Setelah mempelajari materi RUU KUHP versi terakhir 4 Juli 2022, Dewan Pers tidak melihat adanya perubahan pada delapan poin yang sudah diajukan. Karena itu, Dewan Pers menyatakan agar pasal-pasal yang menjadi keberatan dihapus, karena berpotensi mengancam kemerdekaan pers, mengkriminalisasi karya jurnalistik, dan bertentangan dengan UU Pers.

“RUU KUHP tersebut juga memuat sejumlah pasal yang multitafsir, memuat pasal karet, serta tumpang tindih dengan undang-undang yang ada,” sesal Arif.
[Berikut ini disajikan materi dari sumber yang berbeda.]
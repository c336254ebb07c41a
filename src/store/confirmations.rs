//! Confirmed-email table and its disk snapshot.

use std::collections::HashMap;
use std::ffi::OsString;
use std::fs;
use std::io;
use std::path::{Path, PathBuf};
use std::sync::PoisonError;

use chrono::Utc;

use super::Store;

impl Store {
    pub fn is_confirmed(&self, email: &str) -> bool {
        self.lock().confirmed.contains_key(&normalize_email(email))
    }

    /// Mark `email` as confirmed and persist the table.
    pub fn mark_confirmed(&self, email: &str) {
        self.lock()
            .confirmed
            .insert(normalize_email(email), Utc::now().timestamp_millis());
        self.persist_confirmed();
    }

    pub fn confirmed_count(&self) -> usize {
        self.lock().confirmed.len()
    }

    fn persist_confirmed(&self) {
        let Some(path) = &self.confirm_path else {
            return;
        };

        let _writer = self.persist_lock.lock().unwrap_or_else(PoisonError::into_inner);
        // Re-read under the writer lock so the last writer always stores the
        // newest table.
        let snapshot = self.lock().confirmed.clone();

        if let Err(e) = write_snapshot(path, &snapshot) {
            tracing::warn!("Failed to persist confirmed emails to {}: {}", path.display(), e);
        }
    }
}

fn normalize_email(email: &str) -> String {
    email.trim().to_lowercase()
}

pub(super) fn load_snapshot(path: &Path) -> HashMap<String, i64> {
    let bytes = match fs::read(path) {
        Ok(b) => b,
        Err(e) => {
            if e.kind() != io::ErrorKind::NotFound {
                tracing::warn!("Could not read {}: {}", path.display(), e);
            }
            return HashMap::new();
        }
    };

    match serde_json::from_slice::<HashMap<String, i64>>(&bytes) {
        Ok(table) => table
            .into_iter()
            .map(|(email, ts)| (normalize_email(&email), ts))
            .collect(),
        Err(e) => {
            tracing::warn!("Ignoring corrupt confirmation snapshot {}: {}", path.display(), e);
            HashMap::new()
        }
    }
}

/// Write to `<path>.tmp` and rename over `path`.
fn write_snapshot(path: &Path, snapshot: &HashMap<String, i64>) -> io::Result<()> {
    let tmp = tmp_path(path);
    let body = serde_json::to_vec_pretty(snapshot)?;
    fs::write(&tmp, body)?;
    fs::rename(&tmp, path)
}

fn tmp_path(path: &Path) -> PathBuf {
    let mut name = OsString::from(path.as_os_str());
    name.push(".tmp");
    PathBuf::from(name)
}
RUU KUHP mengancam kemerdekaan pers dan mengkriminalisasikan karya jurnalistik. Pasal-pasal tersebut di antaranya, Pasal 188 tentang Tindak Pidana terhadap Ideologi Negara. Kemudian, Pasal 218-220 tentang Tindak Pidana Penyerangan Kehormatan atau Harkat dan Martabat Presiden dan Wakil Presiden, perlu ditiadakan karena merupakan penjelmaan ketentuan-ketentuan tentang penghinaan terhadap Presiden dan Wakil Presiden dalam Kitab Undang-Undang Hukum Pidana (KUHP) yang sudah dicabut oleh Mahkamah Konstitusi (MK) berdasarkan Putusan Nomor 013-022/PUU-IV/2006.
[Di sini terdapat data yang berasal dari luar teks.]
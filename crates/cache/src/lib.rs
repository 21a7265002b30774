//! Update-check response cache for Courier.
//!
//! The cache is optional: when disabled, `from_config` returns `None` and
//! the resolver always recomputes. Cache failures are never surfaced to
//! callers of the HTTP API; the server logs and falls through to the
//! metadata store.

pub mod error;
pub mod memory;
pub mod redis;
pub mod traits;

pub use crate::redis::RedisCache;
pub use error::{CacheError, CacheResult};
pub use memory::MemoryCache;
pub use traits::ResponseCache;

use courier_core::config::CacheConfig;
use std::sync::Arc;

/// Create a response cache from configuration. `Disabled` yields `None`.
pub async fn from_config(config: &CacheConfig) -> CacheResult<Option<Arc<dyn ResponseCache>>> {
    match config {
        CacheConfig::Disabled => Ok(None),
        CacheConfig::Memory => Ok(Some(Arc::new(MemoryCache::new()))),
        CacheConfig::Redis { url } => {
            let cache = RedisCache::connect(url).await?;
            Ok(Some(Arc::new(cache)))
        }
    }
}

#[cfg(test)]
mod tests {
    use super::*;

    #[tokio::test]
    async fn from_config_disabled_yields_none() {
        assert!(
            from_config(&CacheConfig::Disabled)
                .await
                .unwrap()
                .is_none()
        );
    }

    #[tokio::test]
    async fn from_config_memory_round_trips() {
        let cache = from_config(&CacheConfig::Memory).await.unwrap().unwrap();
        cache.set("key", "value").await.unwrap();
        assert_eq!(cache.get("key").await.unwrap().as_deref(), Some("value"));
        assert_eq!(cache.get("other").await.unwrap(), None);
    }
}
Selanjutnya, Pasal 240 dan 241 Tindak Pidana Penghinaan Pemerintah yang Sah, serta Pasal 246 dan 248 (penghasutan untuk melawan penguasa umum) harus dihapus, karena sifat karet dari kata “penghinaan” dan “hasutan” mengancam kemerdekaan pers, kebebasan berpendapat, dan berekspresi.

Selain itu, Pasal 263 dan 264 Tindak Pidana Penyiaran atau Penyebarluasan Berita atau Pemberitahuan Bohong, Pasal 280 Tindak Pidana Gangguan dan Penyesatan Proses Peradilan, Pasal 302-304 Tindak Pidana terhadap Agama dan Kepercayaan, Pasal 351-352 Tindak Pidana terhadap Penghinaan terhadap Kekuasaan Umum dan Lembaga Negara.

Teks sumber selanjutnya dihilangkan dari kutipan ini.